BPP Food Programme

Mutual aid: a response to critics

The article we published a few months ago on mutual aid provoked a bunch of different responses. We received a sympathetic and critical response from comrades in the UK that we encourage people to read. We also received responses that were less sympathetic. The article “In Defense of Mutual Aid” by Kimmy Dibben and Melissa Sukkarieh published in Honi Soit brings up the issue and mentions us by name. We think it gives us a good opportunity to clarify some of our points, since it is well-argued and raises many of the objections we received.

A strategic dispute, not a moral one

We do not argue that mutual aid is not “radical enough” – as if there’s an imaginary bar we’re setting, and then scorning people for not reaching it. Our argument is primarily that the question of whether to deploy mutual aid strategies is a strategic one, and should be evaluated on those terms.
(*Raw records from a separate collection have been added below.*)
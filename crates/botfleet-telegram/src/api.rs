// SPDX-FileCopyrightText: 2026 Botfleet Contributors
// SPDX-License-Identifier: MIT OR Apache-2.0

//! Telegram Bot API client for webhook registration and outbound messages.
//!
//! One shared `reqwest` client serves every managed bot; per-bot `teloxide`
//! handles are built around it on demand with the bot's own token.

use std::time::Duration;

use async_trait::async_trait;
use botfleet_core::redact::redact;
use botfleet_core::types::BotId;
use botfleet_core::{BotfleetError, Messenger, WebhookRegistrar};
use teloxide::payloads::SetWebhookSetters;
use teloxide::requests::Requester;
use teloxide::types::{AllowedUpdate, ChatId};
use teloxide::{Bot, RequestError};
use url::Url;

const CONNECT_TIMEOUT: Duration = Duration::from_secs(10);
const REQUEST_TIMEOUT: Duration = Duration::from_secs(30);

/// The update kinds the gateway handles; everything else is filtered upstream.
const ALLOWED_UPDATES: [AllowedUpdate; 3] = [
    AllowedUpdate::Message,
    AllowedUpdate::EditedMessage,
    AllowedUpdate::CallbackQuery,
];

/// Telegram limits webhook delivery concurrency per bot.
const MAX_CONNECTIONS: u8 = 40;

/// Client for the Telegram Bot API, shared across all managed bots.
#[derive(Clone)]
pub struct TelegramApi {
    client: reqwest::Client,
    public_base_url: Url,
    api_url: Option<Url>,
    live: bool,
}

impl TelegramApi {
    /// Build the client.
    ///
    /// `api_url` overrides the default `https://api.telegram.org` for
    /// self-hosted Bot API servers and tests. With `live = false`, webhook
    /// registration calls become logged no-ops: Telegram cannot reach a
    /// localhost callback URL anyway.
    pub fn new(
        public_base_url: &str,
        api_url: Option<&str>,
        live: bool,
    ) -> Result<Self, BotfleetError> {
        let public_base_url = Url::parse(public_base_url)
            .map_err(|e| BotfleetError::Config(format!("invalid public_base_url: {e}")))?;
        let api_url = api_url
            .map(Url::parse)
            .transpose()
            .map_err(|e| BotfleetError::Config(format!("invalid telegram api_url: {e}")))?;
        let client = reqwest::Client::builder()
            .connect_timeout(CONNECT_TIMEOUT)
            .timeout(REQUEST_TIMEOUT)
            .build()
            .map_err(|e| BotfleetError::Internal(format!("http client: {e}")))?;

        Ok(Self {
            client,
            public_base_url,
            api_url,
            live,
        })
    }

    /// A `teloxide` handle for one bot token, on the shared HTTP client.
    fn bot(&self, token: &str) -> Bot {
        let bot = Bot::with_client(token, self.client.clone());
        match &self.api_url {
            Some(url) => bot.set_api_url(url.clone()),
            None => bot,
        }
    }

    /// The public callback URL Telegram will POST updates to for `bot_id`.
    pub fn webhook_url(&self, bot_id: &BotId) -> Result<Url, BotfleetError> {
        // String-level join keeps any path prefix on the base URL intact.
        let base = self.public_base_url.as_str().trim_end_matches('/');
        let joined = format!("{base}/gateway/telegram/webhook/{}", bot_id.as_str());
        Url::parse(&joined)
            .map_err(|e| BotfleetError::Internal(format!("webhook callback url: {e}")))
    }

    /// Register the gateway as this bot's webhook endpoint.
    ///
    /// `secret` is echoed back by Telegram in the
    /// `x-telegram-bot-api-secret-token` header of every delivery.
    pub async fn register_webhook(
        &self,
        token: &str,
        bot_id: &BotId,
        secret: &str,
    ) -> Result<(), BotfleetError> {
        let url = self.webhook_url(bot_id)?;
        if !self.live {
            tracing::info!(bot_id = %bot_id, url = %url, "skipping setWebhook outside production");
            return Ok(());
        }

        self.bot(token)
            .set_webhook(url.clone())
            .secret_token(secret.to_string())
            .allowed_updates(ALLOWED_UPDATES)
            .max_connections(MAX_CONNECTIONS)
            .await
            .map_err(|e| map_request_error(e, token))?;

        tracing::info!(bot_id = %bot_id, url = %url, "webhook registered");
        Ok(())
    }

    /// Remove this bot's webhook so Telegram stops delivering updates.
    pub async fn delete_webhook(&self, token: &str) -> Result<(), BotfleetError> {
        if !self.live {
            tracing::info!("skipping deleteWebhook outside production");
            return Ok(());
        }

        self.bot(token)
            .delete_webhook()
            .await
            .map_err(|e| map_request_error(e, token))?;

        tracing::info!("webhook removed");
        Ok(())
    }

    /// Send a plain-text message from the bot identified by `token`.
    pub async fn send_message(
        &self,
        token: &str,
        chat_id: i64,
        text: &str,
    ) -> Result<(), BotfleetError> {
        self.bot(token)
            .send_message(ChatId(chat_id), text)
            .await
            .map_err(|e| map_request_error(e, token))?;
        Ok(())
    }
}

#[async_trait]
impl WebhookRegistrar for TelegramApi {
    async fn register(
        &self,
        token: &str,
        bot_id: &BotId,
        secret: &str,
    ) -> Result<(), BotfleetError> {
        self.register_webhook(token, bot_id, secret).await
    }

    async fn unregister(&self, token: &str) -> Result<(), BotfleetError> {
        self.delete_webhook(token).await
    }
}

#[async_trait]
impl Messenger for TelegramApi {
    async fn send_text(&self, token: &str, chat_id: i64, text: &str) -> Result<(), BotfleetError> {
        self.send_message(token, chat_id, text).await
    }
}

/// Classify a Telegram request failure.
///
/// Explicit API rejections are terminal; rate limits, network failures, and
/// malformed responses are retryable. The bot token never survives into the
/// error message.
fn map_request_error(err: RequestError, token: &str) -> BotfleetError {
    let exact = [token.to_string()];
    let detail = redact(&err.to_string(), &exact);
    match err {
        RequestError::Api(_) | RequestError::MigrateToChatId(_) => {
            BotfleetError::UpstreamRejected {
                description: detail,
            }
        }
        retryable => BotfleetError::UpstreamUnavailable {
            message: detail,
            source: Some(Box::new(retryable)),
        },
    }
}

#[cfg(test)]
mod tests {
    use super::*;
    use std::sync::Arc;
    use teloxide::ApiError;

    fn api(base: &str) -> TelegramApi {
        TelegramApi::new(base, None, false).unwrap()
    }

    #[test]
    fn webhook_url_appends_gateway_path() {
        let api = api("https://bots.example.com");
        let url = api.webhook_url(&BotId("b-123".into())).unwrap();
        assert_eq!(
            url.as_str(),
            "https://bots.example.com/gateway/telegram/webhook/b-123"
        );
    }

    #[test]
    fn webhook_url_tolerates_trailing_slash() {
        let api = api("https://bots.example.com/");
        let url = api.webhook_url(&BotId("b-123".into())).unwrap();
        assert_eq!(
            url.as_str(),
            "https://bots.example.com/gateway/telegram/webhook/b-123"
        );
    }

    #[test]
    fn webhook_url_keeps_path_prefix() {
        let api = api("https://example.com/botfleet");
        let url = api.webhook_url(&BotId("b-123".into())).unwrap();
        assert_eq!(
            url.as_str(),
            "https://example.com/botfleet/gateway/telegram/webhook/b-123"
        );
    }

    #[test]
    fn invalid_base_url_is_config_error() {
        let result = TelegramApi::new("not a url", None, false);
        assert!(matches!(result, Err(BotfleetError::Config(_))));
    }

    #[tokio::test]
    async fn registration_is_noop_outside_production() {
        // `live = false` must short-circuit before any network I/O; a bogus
        // token would otherwise fail.
        let api = api("http://localhost:8080");
        api.register_webhook("0000:bogus", &BotId("b-1".into()), "secret")
            .await
            .unwrap();
        api.delete_webhook("0000:bogus").await.unwrap();
    }

    #[test]
    fn api_rejection_is_terminal() {
        let err = map_request_error(RequestError::Api(ApiError::ChatNotFound), "123:token");
        assert!(matches!(err, BotfleetError::UpstreamRejected { .. }));
        assert!(!err.is_retryable());
    }

    #[test]
    fn io_failure_is_retryable() {
        let io = Arc::new(std::io::Error::other("connection reset"));
        let err = map_request_error(RequestError::from(io), "123:token");
        assert!(matches!(err, BotfleetError::UpstreamUnavailable { .. }));
        assert!(err.is_retryable());
    }

    #[test]
    fn token_is_redacted_from_error_detail() {
        let token = "1234567890:AAHsomeRealLookingTokenValue1234567890x";
        let io = Arc::new(std::io::Error::other(format!(
            "POST https://api.telegram.org/bot{token}/sendMessage timed out"
        )));
        let err = map_request_error(RequestError::from(io), token);
        let detail = err.to_string();
        assert!(!detail.contains(token), "token leaked: {detail}");
        assert!(detail.contains("[REDACTED]"));
    }
}
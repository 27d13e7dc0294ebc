// SPDX-FileCopyrightText: 2026 Botfleet Contributors
// SPDX-License-Identifier: MIT OR Apache-2.0

//! Update deduplication keyed on `(bot_id, update_id)`.
//!
//! Telegram redelivers updates whenever it does not see a timely 200, so the
//! same `update_id` can arrive more than once. Seen keys are remembered for a
//! TTL; an expired key admits the update again.

use botfleet_core::types::BotId;
use botfleet_core::BotfleetError;
use rusqlite::params;

use crate::database::{iso_from_now_ms, now_iso, Database};

/// Record `(bot_id, update_id)` as seen, unless a live record already exists.
///
/// Returns `true` when this is the first sighting (caller should process the
/// update) and `false` when a live duplicate exists. A record past its TTL is
/// replaced and counts as a first sighting.
pub async fn mark_if_absent(
    db: &Database,
    bot_id: &BotId,
    update_id: i64,
    ttl_secs: u64,
) -> Result<bool, BotfleetError> {
    let bot_id = bot_id.as_str().to_string();
    let now = now_iso();
    let expires_at = iso_from_now_ms(ttl_secs.saturating_mul(1000) as i64);
    db.connection()
        .call(move |conn| {
            let tx = conn.transaction()?;

            // Drop a stale record for this key so the insert below can land.
            tx.execute(
                "DELETE FROM dedup_keys
                 WHERE bot_id = ?1 AND update_id = ?2 AND expires_at <= ?3",
                params![bot_id, update_id, now],
            )?;

            let inserted = tx.execute(
                "INSERT OR IGNORE INTO dedup_keys (bot_id, update_id, expires_at)
                 VALUES (?1, ?2, ?3)",
                params![bot_id, update_id, expires_at],
            )?;

            tx.commit()?;
            Ok(inserted > 0)
        })
        .await
        .map_err(crate::database::map_tr_err)
}

/// Delete all expired dedup records. Returns the number removed.
pub async fn purge_expired(db: &Database) -> Result<u64, BotfleetError> {
    let now = now_iso();
    db.connection()
        .call(move |conn| {
            let removed = conn.execute(
                "DELETE FROM dedup_keys WHERE expires_at <= ?1",
                params![now],
            )?;
            Ok(removed as u64)
        })
        .await
        .map_err(crate::database::map_tr_err)
}
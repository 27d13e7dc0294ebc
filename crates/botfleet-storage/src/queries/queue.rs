// SPDX-FileCopyrightText: 2026 Botfleet Contributors
// SPDX-License-Identifier: MIT OR Apache-2.0

//! Durable job queue operations with retry backoff and crash recovery.
//!
//! Jobs are unique per `(queue_name, bot_id, job_key)`; re-enqueueing an
//! existing key is a no-op. Workers take a processing lease on dequeue, and
//! the maintenance sweep requeues jobs whose lease expired.

use botfleet_core::types::BotId;
use botfleet_core::BotfleetError;
use rusqlite::params;

use crate::database::{iso_from_now_ms, now_iso, Database};
use crate::models::QueueEntry;

fn entry_from_row(row: &rusqlite::Row<'_>) -> rusqlite::Result<QueueEntry> {
    Ok(QueueEntry {
        id: row.get(0)?,
        queue_name: row.get(1)?,
        bot_id: row.get(2)?,
        job_key: row.get(3)?,
        payload: row.get(4)?,
        status: row.get(5)?,
        attempts: row.get(6)?,
        max_attempts: row.get(7)?,
        next_attempt_at: row.get(8)?,
        locked_until: row.get(9)?,
        created_at: row.get(10)?,
        updated_at: row.get(11)?,
        finished_at: row.get(12)?,
    })
}

/// Enqueue a job. Returns the new entry's ID, or `None` if a job with the
/// same `(queue_name, bot_id, job_key)` already exists.
pub async fn enqueue(
    db: &Database,
    queue_name: &str,
    bot_id: &BotId,
    job_key: &str,
    payload: &str,
    max_attempts: u32,
) -> Result<Option<i64>, BotfleetError> {
    let queue_name = queue_name.to_string();
    let bot_id = bot_id.as_str().to_string();
    let job_key = job_key.to_string();
    let payload = payload.to_string();
    db.connection()
        .call(move |conn| {
            let inserted = conn.execute(
                "INSERT OR IGNORE INTO jobs (queue_name, bot_id, job_key, payload, max_attempts)
                 VALUES (?1, ?2, ?3, ?4, ?5)",
                params![queue_name, bot_id, job_key, payload, max_attempts],
            )?;
            if inserted > 0 {
                Ok(Some(conn.last_insert_rowid()))
            } else {
                Ok(None)
            }
        })
        .await
        .map_err(crate::database::map_tr_err)
}

/// Dequeue the next due pending entry from the named queue.
///
/// Atomically selects the oldest due entry and marks it "processing" with a
/// lease of `lease_secs`. Returns `None` if nothing is due.
pub async fn dequeue(
    db: &Database,
    queue_name: &str,
    lease_secs: u64,
) -> Result<Option<QueueEntry>, BotfleetError> {
    let queue_name = queue_name.to_string();
    let now = now_iso();
    let lease_until = iso_from_now_ms(lease_secs.saturating_mul(1000) as i64);
    db.connection()
        .call(move |conn| {
            use rusqlite::OptionalExtension;

            // Use a transaction to atomically find + update the next due entry.
            let tx = conn.transaction()?;

            let entry = {
                let mut stmt = tx.prepare(
                    "SELECT id, queue_name, bot_id, job_key, payload, status, attempts,
                            max_attempts, next_attempt_at, locked_until, created_at,
                            updated_at, finished_at
                     FROM jobs
                     WHERE queue_name = ?1 AND status = 'pending' AND next_attempt_at <= ?2
                     ORDER BY next_attempt_at ASC, id ASC
                     LIMIT 1",
                )?;
                stmt.query_row(params![queue_name, now], entry_from_row)
                    .optional()?
            };

            match entry {
                Some(entry) => {
                    tx.execute(
                        "UPDATE jobs SET status = 'processing', locked_until = ?1,
                         updated_at = ?2
                         WHERE id = ?3",
                        params![lease_until, now, entry.id],
                    )?;
                    tx.commit()?;

                    // Return the entry with updated status.
                    Ok(Some(QueueEntry {
                        status: "processing".to_string(),
                        locked_until: Some(lease_until),
                        ..entry
                    }))
                }
                None => {
                    tx.commit()?;
                    Ok(None)
                }
            }
        })
        .await
        .map_err(crate::database::map_tr_err)
}

/// Acknowledge successful processing: marks the entry "completed" and stamps
/// `finished_at` for retention purging.
pub async fn ack(db: &Database, id: i64) -> Result<(), BotfleetError> {
    let now = now_iso();
    db.connection()
        .call(move |conn| {
            conn.execute(
                "UPDATE jobs SET status = 'completed', locked_until = NULL,
                 finished_at = ?1, updated_at = ?1
                 WHERE id = ?2",
                params![now, id],
            )?;
            Ok(())
        })
        .await
        .map_err(crate::database::map_tr_err)
}

/// Record a failed attempt.
///
/// Increments attempts. If attempts has reached max_attempts the entry is
/// marked "failed" and `true` is returned; otherwise it returns to "pending"
/// with the next attempt scheduled at `backoff_base_ms * 2^(attempts-1)` from
/// now and `false` is returned.
pub async fn fail(db: &Database, id: i64, backoff_base_ms: u64) -> Result<bool, BotfleetError> {
    let now = now_iso();
    db.connection()
        .call(move |conn| {
            let (attempts, max_attempts): (i64, i64) = conn.query_row(
                "SELECT attempts, max_attempts FROM jobs WHERE id = ?1",
                params![id],
                |row| Ok((row.get(0)?, row.get(1)?)),
            )?;

            let new_attempts = attempts + 1;
            if new_attempts >= max_attempts {
                conn.execute(
                    "UPDATE jobs SET status = 'failed', attempts = ?1,
                     locked_until = NULL, finished_at = ?2, updated_at = ?2
                     WHERE id = ?3",
                    params![new_attempts, now, id],
                )?;
                Ok(true)
            } else {
                let exponent = new_attempts.saturating_sub(1).clamp(0, 62) as u32;
                let delay_ms = backoff_base_ms
                    .saturating_mul(2u64.saturating_pow(exponent))
                    .min(i64::MAX as u64) as i64;
                let next_attempt_at = iso_from_now_ms(delay_ms);
                conn.execute(
                    "UPDATE jobs SET status = 'pending', attempts = ?1,
                     locked_until = NULL, next_attempt_at = ?2, updated_at = ?3
                     WHERE id = ?4",
                    params![new_attempts, next_attempt_at, now, id],
                )?;
                Ok(false)
            }
        })
        .await
        .map_err(crate::database::map_tr_err)
}

/// Requeue processing entries whose lease expired (worker crash or stall).
///
/// A reclaimed delivery counts as an attempt: entries already at their
/// attempt budget go straight to "failed". Returns `(requeued, failed)`.
pub async fn reclaim_expired(db: &Database) -> Result<(u64, u64), BotfleetError> {
    let now = now_iso();
    db.connection()
        .call(move |conn| {
            let tx = conn.transaction()?;

            let failed = tx.execute(
                "UPDATE jobs SET status = 'failed', attempts = attempts + 1,
                 locked_until = NULL, finished_at = ?1, updated_at = ?1
                 WHERE status = 'processing' AND locked_until <= ?1
                   AND attempts + 1 >= max_attempts",
                params![now],
            )?;

            let requeued = tx.execute(
                "UPDATE jobs SET status = 'pending', attempts = attempts + 1,
                 locked_until = NULL, updated_at = ?1
                 WHERE status = 'processing' AND locked_until <= ?1
                   AND attempts + 1 < max_attempts",
                params![now],
            )?;

            tx.commit()?;
            Ok((requeued as u64, failed as u64))
        })
        .await
        .map_err(crate::database::map_tr_err)
}

/// Delete completed entries older than the retention window. Returns the
/// number removed.
pub async fn purge_completed(db: &Database, retention_secs: u64) -> Result<u64, BotfleetError> {
    purge_finished(db, "completed", retention_secs).await
}

/// Delete failed entries older than the retention window. Returns the number
/// removed.
pub async fn purge_failed(db: &Database, retention_secs: u64) -> Result<u64, BotfleetError> {
    purge_finished(db, "failed", retention_secs).await
}

async fn purge_finished(
    db: &Database,
    status: &'static str,
    retention_secs: u64,
) -> Result<u64, BotfleetError> {
    let cutoff = iso_from_now_ms(-(retention_secs.saturating_mul(1000).min(i64::MAX as u64) as i64));
    db.connection()
        .call(move |conn| {
            let removed = conn.execute(
                "DELETE FROM jobs
                 WHERE status = ?1 AND finished_at IS NOT NULL AND finished_at <= ?2",
                params![status, cutoff],
            )?;
            Ok(removed as u64)
        })
        .await
        .map_err(crate::database::map_tr_err)
}

/// Count pending entries in the named queue. Exposed as a gauge.
pub async fn count_pending(db: &Database, queue_name: &str) -> Result<u64, BotfleetError> {
    let queue_name = queue_name.to_string();
    db.connection()
        .call(move |conn| {
            let count: i64 = conn.query_row(
                "SELECT COUNT(*) FROM jobs WHERE queue_name = ?1 AND status = 'pending'",
                params![queue_name],
                |row| row.get(0),
            )?;
            Ok(count as u64)
        })
        .await
        .map_err(crate::database::map_tr_err)
}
There is an unfortunate tendency among some anarchists and other leftists who suggest that the primary task of revolutionaries is to create these mutual aid groups and to have them spread across the earth like a benevolent cancer, thus realising communism. The gist is that the “practice of mutual aid” should be an end in itself. We strongly disagree, and we think such a perspective is side-stepping much harder but much more important questions of revolutionary strategy.

We also think these mutual aid strategies are generally better referred to as “service-provision”, since in many or most cases, there is nothing mutual about them. That doesn’t make them worthless, we just need to be clear about what they are.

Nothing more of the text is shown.